We have known that appointment might be postponed until the next week, but then there was a report one day that they might keep the office open on Saturday to make up for the new holiday this Monday (thanks, Parliament). Well, those who already had Monday SDA appointments were screaming at the office because they were planning to travel on Saturday...so now Saturday is out. NOW the discussion is that MAYBE they will be keeping the office open on Tuesday the 12th to make up for Monday the 11th because, you see, the office is only open for appointments on Mondays that Thursdays so we couldn't possibly make sure the office was open on Mondays no matter what, right?
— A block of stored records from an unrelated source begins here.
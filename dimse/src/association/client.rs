//! Association requester module
//!
//! The module provides the options for requesting an association
//! in which this application entity is the requestor.
//! See [`ClientAssociationOptions`](self::ClientAssociationOptions)
//! for details and examples on how to create an association.
use std::{
    borrow::Cow,
    net::{TcpStream, ToSocketAddrs},
    sync::Arc,
    time::Duration,
};

use snafu::{ensure, ResultExt};
use tracing::debug;

use super::{
    session::{Association, SessionOptions},
    uid::trim_uid,
    ConnectSnafu, MissingAbstractSyntaxSnafu, Result,
};
use crate::{
    pdu::{
        AssociationRQ, PresentationContextProposed, RoleSelection, UserIdentity,
        UserVariableItem,
    },
    service::ServiceRegistry,
    IMPLEMENTATION_CLASS_UID, IMPLEMENTATION_VERSION_NAME,
};

/// A DICOM association builder for a client node.
/// The final outcome is an [`Association`].
///
/// This is the standard way of requesting and establishing
/// an association with another DICOM node,
/// that one usually taking the role of a service class provider (SCP).
///
/// # Example
///
/// ```no_run
/// # use dicom_dimse::association::client::ClientAssociationOptions;
/// # fn run() -> Result<(), Box<dyn std::error::Error>> {
/// let association = ClientAssociationOptions::new()
///    .with_presentation_context("1.2.840.10008.1.1", vec!["1.2.840.10008.1.2.1", "1.2.840.10008.1.2"])
///    .establish("129.168.0.5:104")?;
/// let rsp = association.cecho(1)?.wait_final()?;
/// association.release(true)?;
/// # Ok(())
/// # }
/// ```
///
/// At least one presentation context must be specified,
/// using the method [`with_presentation_context`](Self::with_presentation_context)
/// and supplying both an abstract syntax and list of transfer syntaxes.
///
/// A helper method [`with_abstract_syntax`](Self::with_abstract_syntax) will
/// include by default the transfer syntaxes
/// _Implicit VR Little Endian_ and _Explicit VR Little Endian_
/// in the resulting presentation context.
///
/// Requests which the peer sends over the association
/// (such as the C-STORE requests of a C-GET)
/// are dispatched to the [service registry](Self::service_registry),
/// which is empty by default.
#[derive(Debug, Clone)]
pub struct ClientAssociationOptions<'a> {
    /// the calling AE title
    calling_ae_title: Cow<'a, str>,
    /// the called AE title
    called_ae_title: Cow<'a, str>,
    /// the requested application context name
    application_context_name: Cow<'a, str>,
    /// the list of requested presentation contexts
    presentation_contexts: Vec<(Cow<'a, str>, Vec<Cow<'a, str>>)>,
    /// the expected protocol version
    protocol_version: u16,
    /// the SCP/SCU role selections to propose
    role_selections: Vec<RoleSelection>,
    /// the user identity to negotiate, if any
    user_identity: Option<UserIdentity>,
    /// how long to wait for the TCP connection
    connection_timeout: Option<Duration>,
    session: SessionOptions,
    registry: Option<Arc<ServiceRegistry>>,
}

impl<'a> Default for ClientAssociationOptions<'a> {
    fn default() -> Self {
        ClientAssociationOptions {
            calling_ae_title: "THIS-SCU".into(),
            called_ae_title: "ANY-SCP".into(),
            application_context_name: "1.2.840.10008.3.1.1.1".into(),
            presentation_contexts: Vec::new(),
            protocol_version: 1,
            role_selections: Vec::new(),
            user_identity: None,
            connection_timeout: None,
            session: SessionOptions::default(),
            registry: None,
        }
    }
}

impl<'a> ClientAssociationOptions<'a> {
    /// Create a new set of options for establishing an association.
    pub fn new() -> Self {
        Self::default()
    }

    /// Define the calling application entity title for the association,
    /// which refers to this DICOM node.
    ///
    /// The default is `THIS-SCU`.
    pub fn calling_ae_title<T>(mut self, calling_ae_title: T) -> Self
    where
        T: Into<Cow<'a, str>>,
    {
        self.calling_ae_title = calling_ae_title.into();
        self
    }

    /// Define the called application entity title for the association,
    /// which refers to the target DICOM node.
    ///
    /// The default is `ANY-SCP`.
    /// Passing an empty string resets the AE title to the default.
    pub fn called_ae_title<T>(mut self, called_ae_title: T) -> Self
    where
        T: Into<Cow<'a, str>>,
    {
        let cae = called_ae_title.into();
        self.called_ae_title = if cae.is_empty() {
            "ANY-SCP".into()
        } else {
            cae
        };
        self
    }

    /// Override the application context name.
    pub fn application_context_name<T>(mut self, name: T) -> Self
    where
        T: Into<Cow<'a, str>>,
    {
        self.application_context_name = name.into();
        self
    }

    /// Include this presentation context
    /// in the list of proposed presentation contexts.
    ///
    /// Presentation contexts are given the odd identifiers 1, 3, 5...
    /// in the order in which they were added.
    pub fn with_presentation_context<T>(
        mut self,
        abstract_syntax_uid: T,
        transfer_syntax_uids: Vec<T>,
    ) -> Self
    where
        T: Into<Cow<'a, str>>,
    {
        let transfer_syntaxes: Vec<Cow<'a, str>> = transfer_syntax_uids
            .into_iter()
            .map(|t| trim_uid(t.into()))
            .collect();
        self.presentation_contexts
            .push((trim_uid(abstract_syntax_uid.into()), transfer_syntaxes));
        self
    }

    /// Helper to add this abstract syntax
    /// with the default transfer syntaxes
    /// to the list of proposed presentation contexts.
    pub fn with_abstract_syntax<T>(self, abstract_syntax_uid: T) -> Self
    where
        T: Into<Cow<'a, str>>,
    {
        let default_transfer_syntaxes: Vec<Cow<'a, str>> =
            vec!["1.2.840.10008.1.2.1".into(), "1.2.840.10008.1.2".into()];
        self.with_presentation_context(abstract_syntax_uid.into(), default_transfer_syntaxes)
    }

    /// Propose the SCU and SCP roles which this node takes
    /// for the given SOP class.
    ///
    /// Without a role selection,
    /// the requestor is the SCU and the acceptor is the SCP.
    pub fn with_role_selection(mut self, sop_class_uid: &str, scu_role: bool, scp_role: bool) -> Self {
        self.role_selections.push(RoleSelection {
            sop_class_uid: trim_uid(Cow::from(sop_class_uid)).into_owned(),
            scu_role,
            scp_role,
        });
        self
    }

    /// Negotiate the given user identity.
    pub fn user_identity(mut self, user_identity: UserIdentity) -> Self {
        self.user_identity = Some(user_identity);
        self
    }

    /// Set how long to wait for the TCP connection to be established.
    pub fn connection_timeout(mut self, timeout: Duration) -> Self {
        self.connection_timeout = Some(timeout);
        self
    }

    /// Override the maximum PDU length
    /// that this application entity will admit.
    pub fn max_pdu_length(mut self, value: u32) -> Self {
        self.session = self.session.max_pdu_length(value);
        self
    }

    /// Override strict mode:
    /// whether receiving PDUs must not
    /// surpass the negotiated maximum PDU length.
    pub fn strict(mut self, strict: bool) -> Self {
        self.session = self.session.strict(strict);
        self
    }

    /// Replace the session options (timeouts, operation limits, and so on).
    ///
    /// This overrides any previous call to
    /// [`max_pdu_length`](Self::max_pdu_length) or [`strict`](Self::strict).
    pub fn session_options(mut self, session: SessionOptions) -> Self {
        self.session = session;
        self
    }

    /// Use this registry to serve requests sent by the peer.
    pub fn service_registry(mut self, registry: Arc<ServiceRegistry>) -> Self {
        self.registry = Some(registry);
        self
    }

    /// Build the association request PDU described by these options.
    pub fn association_rq(&self) -> Result<AssociationRQ> {
        // fail if no presentation contexts were provided: they represent intent,
        // should not be omitted by the user
        ensure!(
            !self.presentation_contexts.is_empty(),
            MissingAbstractSyntaxSnafu
        );

        let presentation_contexts = self
            .presentation_contexts
            .iter()
            .enumerate()
            .map(|(i, (abstract_syntax, transfer_syntaxes))| PresentationContextProposed {
                id: (2 * i + 1) as u8,
                abstract_syntax: abstract_syntax.to_string(),
                transfer_syntaxes: transfer_syntaxes.iter().map(|uid| uid.to_string()).collect(),
            })
            .collect();

        let mut user_variables = vec![
            UserVariableItem::MaxLength(self.session.max_pdu_length),
            UserVariableItem::ImplementationClassUID(IMPLEMENTATION_CLASS_UID.to_string()),
        ];
        if let Some(window) = self.session.proposed_window() {
            user_variables.push(UserVariableItem::AsyncOperationsWindow(window));
        }
        user_variables.extend(
            self.role_selections
                .iter()
                .cloned()
                .map(UserVariableItem::RoleSelection),
        );
        user_variables.push(UserVariableItem::ImplementationVersionName(
            IMPLEMENTATION_VERSION_NAME.to_string(),
        ));
        if let Some(identity) = &self.user_identity {
            user_variables.push(UserVariableItem::UserIdentityItem(identity.clone()));
        }

        Ok(AssociationRQ {
            protocol_version: self.protocol_version,
            calling_ae_title: self.calling_ae_title.to_string(),
            called_ae_title: self.called_ae_title.to_string(),
            application_context_name: self.application_context_name.to_string(),
            presentation_contexts,
            user_variables,
        })
    }

    /// Initiate the TCP connection to the given address
    /// and request a new DICOM association,
    /// negotiating the presentation contexts in the process.
    ///
    /// Blocks until the association is established or has failed.
    pub fn establish<A: ToSocketAddrs>(self, address: A) -> Result<Association> {
        let rq = self.association_rq()?;
        let socket = connect(address, self.connection_timeout)?;
        debug!(
            "Connected to {:?}, requesting association with {}",
            socket.peer_addr().ok(),
            rq.called_ae_title
        );

        let registry = self
            .registry
            .unwrap_or_else(|| Arc::new(ServiceRegistry::new()));
        let (association, _ac) = Association::request(socket, rq, self.session, registry)?;
        Ok(association)
    }
}

fn connect<A: ToSocketAddrs>(address: A, timeout: Option<Duration>) -> Result<TcpStream> {
    let timeout = match timeout {
        Some(timeout) => timeout,
        None => return TcpStream::connect(address).context(ConnectSnafu),
    };

    let mut last_error = None;
    for addr in address.to_socket_addrs().context(ConnectSnafu)? {
        match TcpStream::connect_timeout(&addr, timeout) {
            Ok(socket) => return Ok(socket),
            Err(e) => last_error = Some(e),
        }
    }
    let e = last_error.unwrap_or_else(|| {
        std::io::Error::new(
            std::io::ErrorKind::InvalidInput,
            "could not resolve to any address",
        )
    });
    Err(e).context(ConnectSnafu)
}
We wouldn't want to consider that there might be people from, I don't know, DIFFERENT COUNTRIES that have thousands of dollars, months (and possibly YEARS) invested in this process now would we?? No...no...wouldn't want to consider that at all. I'm sorry. I am really unclear as to why things are the way they are. But, the fact is, I have absolutely no control over the matter...so I digress.
We requested that our coordinator in The States call our facilitator much earlier than usual this morning to find out if we are flying tomorrow or not. That answer would determine how Marsh used his day. And since we have family (thanks, Angel Parents) lined up to help with our kids and we have tickets that have to be dealt with if we are not flying, we needed that info pretty early.
I was up at 5am and couldn't sleep anymore. I kept waiting for the phone to ring and I was all tied up in knots over what the answer would be. There is just so much wrapped up in all of this, so much time, money, coordination by others and emotion, that it really lends itself to being a nail-biter!
I received a text from our coordinator around 8:30 am and he let me know he was calling Marsh. His message didn't read anything like "PACK YOUR BAGS!" so I figured the news wasn't good. I was right.
The woman whom our facilitator has been meeting with specifically for our situation wasn't in the office. She was supposed to be, but wasn't. No one in the office could tell our facilitator whether or not Nastia's papers were there at the SDA. WHAT?? Her papers aren't THERE? And since they didn't even have that information, nothing could be done. Period. End of discussion. No indication of when we might go, no way to change tickets or make other plans. Nothing.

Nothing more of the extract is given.